◆ What you are asked to do ◆
For the string "Deserialize", find every matching line in the records and copy it.

◆ Input material ◆

--- --- ---

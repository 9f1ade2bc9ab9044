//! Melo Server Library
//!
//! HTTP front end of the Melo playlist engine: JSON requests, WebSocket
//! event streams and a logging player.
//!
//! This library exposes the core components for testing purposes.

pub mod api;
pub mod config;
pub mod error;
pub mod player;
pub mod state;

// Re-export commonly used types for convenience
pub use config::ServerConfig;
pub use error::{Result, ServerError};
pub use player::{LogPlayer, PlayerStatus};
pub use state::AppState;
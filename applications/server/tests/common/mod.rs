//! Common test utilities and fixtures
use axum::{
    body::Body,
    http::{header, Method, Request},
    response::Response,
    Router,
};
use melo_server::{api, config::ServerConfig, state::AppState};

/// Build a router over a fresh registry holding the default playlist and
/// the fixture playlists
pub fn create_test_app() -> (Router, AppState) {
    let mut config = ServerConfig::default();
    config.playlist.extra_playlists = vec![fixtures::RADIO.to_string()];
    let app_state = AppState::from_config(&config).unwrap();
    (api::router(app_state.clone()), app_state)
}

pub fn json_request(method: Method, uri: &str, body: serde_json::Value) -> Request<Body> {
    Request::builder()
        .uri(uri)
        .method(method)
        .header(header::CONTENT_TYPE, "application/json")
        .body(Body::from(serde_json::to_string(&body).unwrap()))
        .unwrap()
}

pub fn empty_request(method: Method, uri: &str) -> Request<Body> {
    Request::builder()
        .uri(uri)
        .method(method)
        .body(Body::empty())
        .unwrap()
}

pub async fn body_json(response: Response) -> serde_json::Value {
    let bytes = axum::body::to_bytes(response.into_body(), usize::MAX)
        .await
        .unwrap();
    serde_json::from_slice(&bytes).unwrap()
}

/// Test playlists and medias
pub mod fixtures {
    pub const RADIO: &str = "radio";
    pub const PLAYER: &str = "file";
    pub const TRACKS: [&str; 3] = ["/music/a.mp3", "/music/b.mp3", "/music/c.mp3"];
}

--- --- ---

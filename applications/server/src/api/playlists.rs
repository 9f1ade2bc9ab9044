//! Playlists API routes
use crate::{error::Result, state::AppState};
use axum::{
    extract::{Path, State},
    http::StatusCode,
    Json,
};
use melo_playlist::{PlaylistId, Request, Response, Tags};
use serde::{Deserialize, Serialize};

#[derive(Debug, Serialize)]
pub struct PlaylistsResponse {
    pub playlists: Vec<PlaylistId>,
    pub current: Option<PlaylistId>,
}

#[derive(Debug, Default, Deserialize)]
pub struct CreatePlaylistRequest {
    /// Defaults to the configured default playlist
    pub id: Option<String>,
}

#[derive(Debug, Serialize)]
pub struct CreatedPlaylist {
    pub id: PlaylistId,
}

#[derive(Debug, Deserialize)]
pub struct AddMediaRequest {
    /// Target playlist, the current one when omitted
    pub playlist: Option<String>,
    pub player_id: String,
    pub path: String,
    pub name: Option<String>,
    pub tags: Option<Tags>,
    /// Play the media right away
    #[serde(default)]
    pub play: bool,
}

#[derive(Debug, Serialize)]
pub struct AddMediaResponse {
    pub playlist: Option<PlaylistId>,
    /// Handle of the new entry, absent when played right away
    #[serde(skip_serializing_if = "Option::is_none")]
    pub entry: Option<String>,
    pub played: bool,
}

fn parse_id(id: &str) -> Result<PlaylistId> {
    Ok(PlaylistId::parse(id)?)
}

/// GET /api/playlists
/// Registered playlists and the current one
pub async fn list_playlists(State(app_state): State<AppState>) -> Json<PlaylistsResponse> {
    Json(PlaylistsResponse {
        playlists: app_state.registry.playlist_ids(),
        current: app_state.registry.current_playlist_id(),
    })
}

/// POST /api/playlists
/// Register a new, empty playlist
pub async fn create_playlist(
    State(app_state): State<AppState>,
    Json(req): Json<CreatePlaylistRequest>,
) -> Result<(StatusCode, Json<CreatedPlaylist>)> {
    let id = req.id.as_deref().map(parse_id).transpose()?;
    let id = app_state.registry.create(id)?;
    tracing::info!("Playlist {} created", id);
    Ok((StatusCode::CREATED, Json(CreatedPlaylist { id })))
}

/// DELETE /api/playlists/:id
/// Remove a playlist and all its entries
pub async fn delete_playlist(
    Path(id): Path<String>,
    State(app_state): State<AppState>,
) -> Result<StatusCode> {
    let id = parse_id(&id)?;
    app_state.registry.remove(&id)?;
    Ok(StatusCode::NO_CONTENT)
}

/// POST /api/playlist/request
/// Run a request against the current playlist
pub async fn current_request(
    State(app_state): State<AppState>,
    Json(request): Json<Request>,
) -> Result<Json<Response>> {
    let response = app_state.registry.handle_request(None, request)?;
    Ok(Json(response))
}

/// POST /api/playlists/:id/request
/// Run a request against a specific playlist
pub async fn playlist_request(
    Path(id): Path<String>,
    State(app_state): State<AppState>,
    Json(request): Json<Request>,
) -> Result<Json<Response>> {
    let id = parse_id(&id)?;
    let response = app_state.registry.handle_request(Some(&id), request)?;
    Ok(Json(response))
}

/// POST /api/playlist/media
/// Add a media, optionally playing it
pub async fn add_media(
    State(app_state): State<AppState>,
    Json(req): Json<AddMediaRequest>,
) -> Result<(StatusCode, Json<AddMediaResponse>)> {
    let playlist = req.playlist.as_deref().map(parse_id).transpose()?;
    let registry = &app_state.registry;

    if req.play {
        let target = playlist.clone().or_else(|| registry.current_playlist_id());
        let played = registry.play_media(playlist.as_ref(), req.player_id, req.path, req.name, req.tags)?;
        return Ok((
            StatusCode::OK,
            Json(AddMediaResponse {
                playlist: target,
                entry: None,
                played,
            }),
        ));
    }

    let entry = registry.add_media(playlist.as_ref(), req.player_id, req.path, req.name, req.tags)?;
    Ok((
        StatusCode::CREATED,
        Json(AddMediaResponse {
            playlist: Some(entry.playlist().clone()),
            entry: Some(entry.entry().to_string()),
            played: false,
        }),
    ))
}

--- --- ---

◆ Task answer ◆
use serde::{Deserialize, Serialize};
#[derive(Debug, Default, Deserialize)]
#[derive(Debug, Deserialize)]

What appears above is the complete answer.